– О, красавица наша пришла! – сказал он, завидев Инну. – Что-то ты сегодня рано. Сдала? А что ж отмечать не стали?

– Сдала, – ответила Инна. – Не стали отмечать, да. Жарко.

– И не говори. А ведь только начало лета! Пожалуй, на этот раз поедем с Люсей в Прибалтику.

Он одним махом опрокинул рюмку с водкой, крякнул и с шумом отхлебнул окрошки.

– Ох, хороша! Давай, налетай. Все в холодильнике.

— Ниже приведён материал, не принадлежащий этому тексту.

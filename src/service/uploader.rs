use crate::db::models::{
    AmazonInventoryRecord, AmazonOrderItemRecord, AmazonOrderRecord, AmazonProductRecord,
    NoonInventoryRecord, NoonOrderItemRecord, NoonOrderRecord, NoonProductRecord, Upserted,
};
use crate::db::sqlite::MarketStorage;
use crate::db::upsert;
use crate::error::MarketError;
use crate::service::sheet::SheetRow;
use crate::types::marketplace::{DataType, Marketplace};
use chrono::Utc;
use serde::Serialize;
use sqlx::SqliteConnection;
use std::collections::HashMap;
use tracing::{debug, info, warn};

#[derive(Debug, Clone, Copy, Default, PartialEq, Eq, Serialize)]
pub struct ItemCounts {
    pub created: u64,
    pub updated: u64,
}

/// Outcome of one upload. For orders, `created`/`updated` count distinct
/// orders and `items` counts order lines.
#[derive(Debug, Clone, Copy, Default, PartialEq, Eq, Serialize)]
pub struct UploadReport {
    pub created: u64,
    pub updated: u64,
    pub skipped: u64,
    #[serde(skip_serializing_if = "Option::is_none")]
    pub items: Option<ItemCounts>,
}

impl UploadReport {
    fn record(&mut self, outcome: Upserted) {
        if outcome.is_created() {
            self.created += 1;
        } else {
            self.updated += 1;
        }
    }

    fn record_item(&mut self, outcome: Upserted) {
        let items = self.items.get_or_insert_with(ItemCounts::default);
        if outcome.is_created() {
            items.created += 1;
        } else {
            items.updated += 1;
        }
    }
}

/// Idempotent spreadsheet import keyed by natural identifiers. One call is
/// one transaction: either every row lands or none do.
#[derive(Clone)]
pub struct BulkUploader {
    storage: MarketStorage,
}

impl BulkUploader {
    pub fn new(storage: MarketStorage) -> Self {
        Self { storage }
    }

    pub async fn upload(
        &self,
        user_id: i64,
        marketplace: Marketplace,
        data_type: DataType,
        rows: &[SheetRow],
    ) -> Result<UploadReport, MarketError> {
        let mut tx = self.storage.pool().begin().await?;
        let report = match (marketplace, data_type) {
            (Marketplace::AmazonAe, DataType::Products) => {
                amazon_products(&mut tx, user_id, rows).await?
            }
            (Marketplace::AmazonAe, DataType::Orders) => {
                amazon_orders(&mut tx, user_id, rows).await?
            }
            (Marketplace::AmazonAe, DataType::Inventory) => {
                amazon_inventory(&mut tx, user_id, rows).await?
            }
            (Marketplace::NoonAe, DataType::Products) => {
                noon_products(&mut tx, user_id, rows).await?
            }
            (Marketplace::NoonAe, DataType::Orders) => noon_orders(&mut tx, user_id, rows).await?,
            (Marketplace::NoonAe, DataType::Inventory) => {
                noon_inventory(&mut tx, user_id, rows).await?
            }
        };
        tx.commit().await?;

        info!(
            user_id,
            %marketplace,
            data_type = data_type.as_str(),
            rows = rows.len(),
            created = report.created,
            updated = report.updated,
            skipped = report.skipped,
            "upload committed"
        );
        Ok(report)
    }
}

fn skip(report: &mut UploadReport, index: usize, key: &str) {
    warn!(row = index + 2, column = key, "row skipped: missing natural key");
    report.skipped += 1;
}

async fn amazon_products(
    conn: &mut SqliteConnection,
    user_id: i64,
    rows: &[SheetRow],
) -> Result<UploadReport, MarketError> {
    let mut report = UploadReport::default();
    for (index, row) in rows.iter().enumerate() {
        let Some(rec) = amazon_product_record(row) else {
            skip(&mut report, index, "asin");
            continue;
        };
        report.record(upsert::upsert_amazon_product(conn, user_id, &rec).await?);
    }
    Ok(report)
}

async fn amazon_orders(
    conn: &mut SqliteConnection,
    user_id: i64,
    rows: &[SheetRow],
) -> Result<UploadReport, MarketError> {
    let mut report = UploadReport {
        items: Some(ItemCounts::default()),
        ..Default::default()
    };
    let mut seen: HashMap<String, i64> = HashMap::new();
    for (index, row) in rows.iter().enumerate() {
        let Some(order) = amazon_order_record(row) else {
            skip(&mut report, index, "amazon_order_id");
            continue;
        };
        let order_id = match seen.get(&order.amazon_order_id) {
            Some(id) => *id,
            None => {
                let outcome = upsert::upsert_amazon_order(conn, user_id, &order).await?;
                report.record(outcome);
                seen.insert(order.amazon_order_id.clone(), outcome.id());
                outcome.id()
            }
        };
        if let Some(item) = amazon_order_item_record(row, &order.order_total_currency) {
            let outcome = upsert::upsert_amazon_order_item(conn, user_id, order_id, &item).await?;
            debug!(order = %order.amazon_order_id, item = %item.order_item_id, "order item linked");
            report.record_item(outcome);
        }
    }
    Ok(report)
}

async fn amazon_inventory(
    conn: &mut SqliteConnection,
    user_id: i64,
    rows: &[SheetRow],
) -> Result<UploadReport, MarketError> {
    let mut report = UploadReport::default();
    for (index, row) in rows.iter().enumerate() {
        let Some(rec) = amazon_inventory_record(row) else {
            skip(&mut report, index, "sku");
            continue;
        };
        report.record(upsert::upsert_amazon_inventory(conn, user_id, &rec).await?);
    }
    Ok(report)
}

async fn noon_products(
    conn: &mut SqliteConnection,
    user_id: i64,
    rows: &[SheetRow],
) -> Result<UploadReport, MarketError> {
    let mut report = UploadReport::default();
    for (index, row) in rows.iter().enumerate() {
        let Some(rec) = noon_product_record(row) else {
            skip(&mut report, index, "noon_sku");
            continue;
        };
        report.record(upsert::upsert_noon_product(conn, user_id, &rec).await?);
    }
    Ok(report)
}

async fn noon_orders(
    conn: &mut SqliteConnection,
    user_id: i64,
    rows: &[SheetRow],
) -> Result<UploadReport, MarketError> {
    let mut report = UploadReport {
        items: Some(ItemCounts::default()),
        ..Default::default()
    };
    let mut seen: HashMap<String, i64> = HashMap::new();
    for (index, row) in rows.iter().enumerate() {
        let Some(order) = noon_order_record(row) else {
            skip(&mut report, index, "order_nr");
            continue;
        };
        let order_id = match seen.get(&order.order_nr) {
            Some(id) => *id,
            None => {
                let outcome = upsert::upsert_noon_order(conn, user_id, &order).await?;
                report.record(outcome);
                seen.insert(order.order_nr.clone(), outcome.id());
                outcome.id()
            }
        };
        if let Some(item) = noon_order_item_record(row) {
            let outcome = upsert::upsert_noon_order_item(conn, user_id, order_id, &item).await?;
            report.record_item(outcome);
        }
    }
    Ok(report)
}

async fn noon_inventory(
    conn: &mut SqliteConnection,
    user_id: i64,
    rows: &[SheetRow],
) -> Result<UploadReport, MarketError> {
    let mut report = UploadReport::default();
    for (index, row) in rows.iter().enumerate() {
        let Some(rec) = noon_inventory_record(row) else {
            skip(&mut report, index, "partner_sku");
            continue;
        };
        report.record(upsert::upsert_noon_inventory(conn, user_id, &rec).await?);
    }
    Ok(report)
}

pub fn amazon_product_record(row: &SheetRow) -> Option<AmazonProductRecord> {
    Some(AmazonProductRecord {
        asin: row.opt_text("asin")?,
        sku: row.text("sku", ""),
        title: row.text("title", ""),
        description: row.text("description", ""),
        brand: row.text("brand", ""),
        category: row.text("category", ""),
        price: row.amount("price", 0.0),
        currency: row.text("currency", "AED"),
        quantity: row.int("quantity", 0),
        image_url: row.text("image_url", ""),
        status: row.text("status", "ACTIVE"),
    })
}

pub fn amazon_order_record(row: &SheetRow) -> Option<AmazonOrderRecord> {
    Some(AmazonOrderRecord {
        amazon_order_id: row.opt_text("amazon_order_id")?,
        purchase_date: row.datetime("purchase_date").unwrap_or_else(Utc::now),
        order_status: row.text("order_status", "Pending"),
        fulfillment_channel: row.text("fulfillment_channel", "MFN"),
        sales_channel: row.text("sales_channel", "Amazon.ae"),
        order_total_amount: row.amount("order_total_amount", 0.0),
        order_total_currency: row.text("order_total_currency", "AED"),
        number_of_items_shipped: row.int("number_of_items_shipped", 0),
        number_of_items_unshipped: row.int("number_of_items_unshipped", 0),
        payment_method: row.text("payment_method", "Other"),
        buyer_email: row.text("buyer_email", ""),
        buyer_name: row.text("buyer_name", ""),
        ship_service_level: row.text("ship_service_level", ""),
        earliest_ship_date: row.datetime("earliest_ship_date"),
        latest_ship_date: row.datetime("latest_ship_date"),
    })
}

/// Line prices are in the order's currency unless the row names its own.
pub fn amazon_order_item_record(
    row: &SheetRow,
    order_currency: &str,
) -> Option<AmazonOrderItemRecord> {
    Some(AmazonOrderItemRecord {
        order_item_id: row.opt_text("order_item_id")?,
        asin: row.text("item_asin", ""),
        sku: row.text("item_sku", ""),
        title: row.text("item_title", ""),
        quantity_ordered: row.int("quantity_ordered", 1),
        quantity_shipped: row.int("quantity_shipped", 0),
        item_price_amount: row.amount("item_price", 0.0),
        item_price_currency: row.text("item_price_currency", order_currency),
        shipping_price_amount: row.amount("shipping_price", 0.0),
        item_tax_amount: row.amount("item_tax", 0.0),
        promotion_discount_amount: row.amount("promotion_discount", 0.0),
        condition_id: row.text("condition_id", "New"),
        is_gift: row.flag("is_gift", false),
    })
}

pub fn amazon_inventory_record(row: &SheetRow) -> Option<AmazonInventoryRecord> {
    let available = row.int("available_quantity", 0);
    let pending = row.int("pending_quantity", 0);
    let reserved = row.int("reserved_quantity", 0);
    Some(AmazonInventoryRecord {
        sku: row.opt_text("sku")?,
        asin: row.text("asin", ""),
        fn_sku: row.text("fn_sku", ""),
        product_name: row.text("product_name", ""),
        condition: row.text("condition", "new"),
        available_quantity: available,
        pending_quantity: pending,
        reserved_quantity: reserved,
        total_quantity: row
            .opt_int("total_quantity")
            .unwrap_or(available + pending + reserved),
        warehouse_condition_code: row.text("warehouse_condition_code", ""),
    })
}

pub fn noon_product_record(row: &SheetRow) -> Option<NoonProductRecord> {
    Some(NoonProductRecord {
        noon_sku: row.opt_text("noon_sku")?,
        partner_sku: row.text("partner_sku", ""),
        title: row.text("title", ""),
        title_ar: row.text("title_ar", ""),
        summary: row.text("summary", ""),
        brand: row.text("brand", ""),
        category_code: row.text("category_code", ""),
        product_type: row.text("product_type", ""),
        model_number: row.text("model_number", ""),
        price: row.amount("price", 0.0),
        sale_price: row.opt_amount("sale_price"),
        warranty: row.text("warranty", ""),
        stock_quantity: row.int("stock_quantity", 0),
        max_order_quantity: row.int("max_order_quantity", 10),
        status: row.text("status", "active"),
        image_url: row.text("image_url", ""),
    })
}

pub fn noon_order_record(row: &SheetRow) -> Option<NoonOrderRecord> {
    Some(NoonOrderRecord {
        order_nr: row.opt_text("order_nr")?,
        order_date: row.datetime("order_date").unwrap_or_else(Utc::now),
        status: row.text("status", "placed"),
        customer_first_name: row.text("customer_first_name", ""),
        customer_last_name: row.text("customer_last_name", ""),
        customer_email: row.text("customer_email", ""),
        customer_phone: row.text("customer_phone", ""),
        payment_method: row.text("payment_method", ""),
        total_amount: row.amount("total_amount", 0.0),
        currency: row.text("currency", "AED"),
        delivery_provider: row.text("delivery_provider", ""),
        tracking_number: row.text("tracking_number", ""),
        address_city: row.text("address_city", ""),
        address_area: row.text("address_area", ""),
        address_street: row.text("address_street", ""),
        is_express: row.flag("is_express", false),
    })
}

pub fn noon_order_item_record(row: &SheetRow) -> Option<NoonOrderItemRecord> {
    let quantity = row.int("quantity", 1);
    let unit_price = row.amount("unit_price", 0.0);
    let default_total = ((unit_price * quantity as f64) * 100.0).round() / 100.0;
    Some(NoonOrderItemRecord {
        order_item_id: row.opt_text("order_item_id")?,
        noon_sku: row.text("item_noon_sku", ""),
        partner_sku: row.text("item_partner_sku", ""),
        name: row.text("item_name", ""),
        quantity,
        unit_price,
        total_price: row.opt_amount("total_price").unwrap_or(default_total),
        tax_amount: row.amount("tax_amount", 0.0),
        status: row.text("item_status", ""),
    })
}

pub fn noon_inventory_record(row: &SheetRow) -> Option<NoonInventoryRecord> {
    Some(NoonInventoryRecord {
        partner_sku: row.opt_text("partner_sku")?,
        noon_sku: row.text("noon_sku", ""),
        barcode: row.text("barcode", ""),
        quantity: row.int("quantity", 0),
        reserved_quantity: row.int("reserved_quantity", 0),
        warehouse_code: row.text("warehouse_code", ""),
    })
}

Инна достала нарезанную окрошку, выделила себе порцию, залила ледяным квасом…

– Сметанки добавь! – предложил дядя Лёва. Инна добавила сметанки.

– А то, может, водочки со мной выпьешь? Из морозилки! За окончание сессии.

Инна с сомнением посмотрела на графинчик, но потом решительно кивнула:

– А давайте! И правда, отметим.

«Может, забуду про Вадика» – подумала она, пригубив водки.

– Эээ, ну кто ж так водку пьет! Залпом надо, это ж тебе не коньяк. И селедочкой закуси – хорошая селедка, исландская.

Инна закусила селедочкой и принялась за окрошку. Но водка не помогла, наоборот – обида стала острей. Она механически ела окрошку, шмыгая носом и не замечая, что слезы капают прямо в тарелку.

– Это что ж такое? – растерянно сказал дядя Лёва, который панически боялся женских слез. – Разве окрошку не досолили?

Инна подняла на него полные слез глаза и тут же горько расплакалась.

– Что случилось-то, девочка? Ну-ка, ну-ка…

Он вылез из-за стола, подошел к Инне, обнял ее и увлек на диванчик. Инна плакала, а дядя Лёва гладил ее по голове. Сама не зная как, Инна все ему выложила.

Тут надо сделать небольшое отступление, подробнее рассказав про дядю Лёву. Он, конечно, весьма нравился женщинам и сам был большим любителем женского пола. И не особенно сдерживал свои «порывы», оправдываясь артистическим темпераментом, а Люся закрывала глаза на похождения своего мужа, потому что и сама была не без греха. Лев не отличался большим умом и никогда не просчитывал вперед свои поступки – скользил по жизни, как по волнам, и ему многое сходило с рук благодаря обаянию.

Племянница ему нравилась – как и любая юная хорошенькая девушка. Ее невинность волновала его, и Лев любил смущать Инну фривольными разговорами, с удовольствием наблюдая ее реакцию. Конечно, и неприличная книга, и запретные журналы были оставлены на виду не без умысла, но вроде как с благими намерениями: пусть книжная девочка узнает, наконец, что есть и другие радости в жизни. Но ни о чем более серьезном он и не помышлял. Поэтому все, что произошло в этот день между ним и Инной он не мог назвать иначе, чем «бес попутал».

Тот же бес, похоже, попутал и Инну. Она до сих пор ни разу не задумывалась, почему ей так приятны нечаянные прикосновения дяди Лёвы, родственные объятия и поцелуи в щечку – Льву Анатольевичу удалось пробудить ее женское начало. Инне было неловко, но как-то томно и сладко внутри, а фантазия, раззадоренная польской книжонкой, подсовывала ей образ любовника, весьма напоминавшего дядю Лёву, только помоложе.

И вот теперь они сидели рядышком на диване, Лев обнимал Инну за плечи, утирал слезы и со снисходительным сочувствием слушал ее прерывистый лепет, особенно не вслушиваясь – да какие могут быть проблемы у этой девочки? Все ерунда. Но близость теплого девичьего тела, едва прикрытого тонким хлопком халатика, делала свое дело. Жара и выпитая водка добавили туману ему в голову. Лев как-то вдруг забыл, кто он и кто это юное создание, которое явно нуждается в утешении. И принялся утешать. Так, как умел. Внезапно охрипшим голосом он спросил:

– Так тебе не понравилось, как он тебя поцеловал?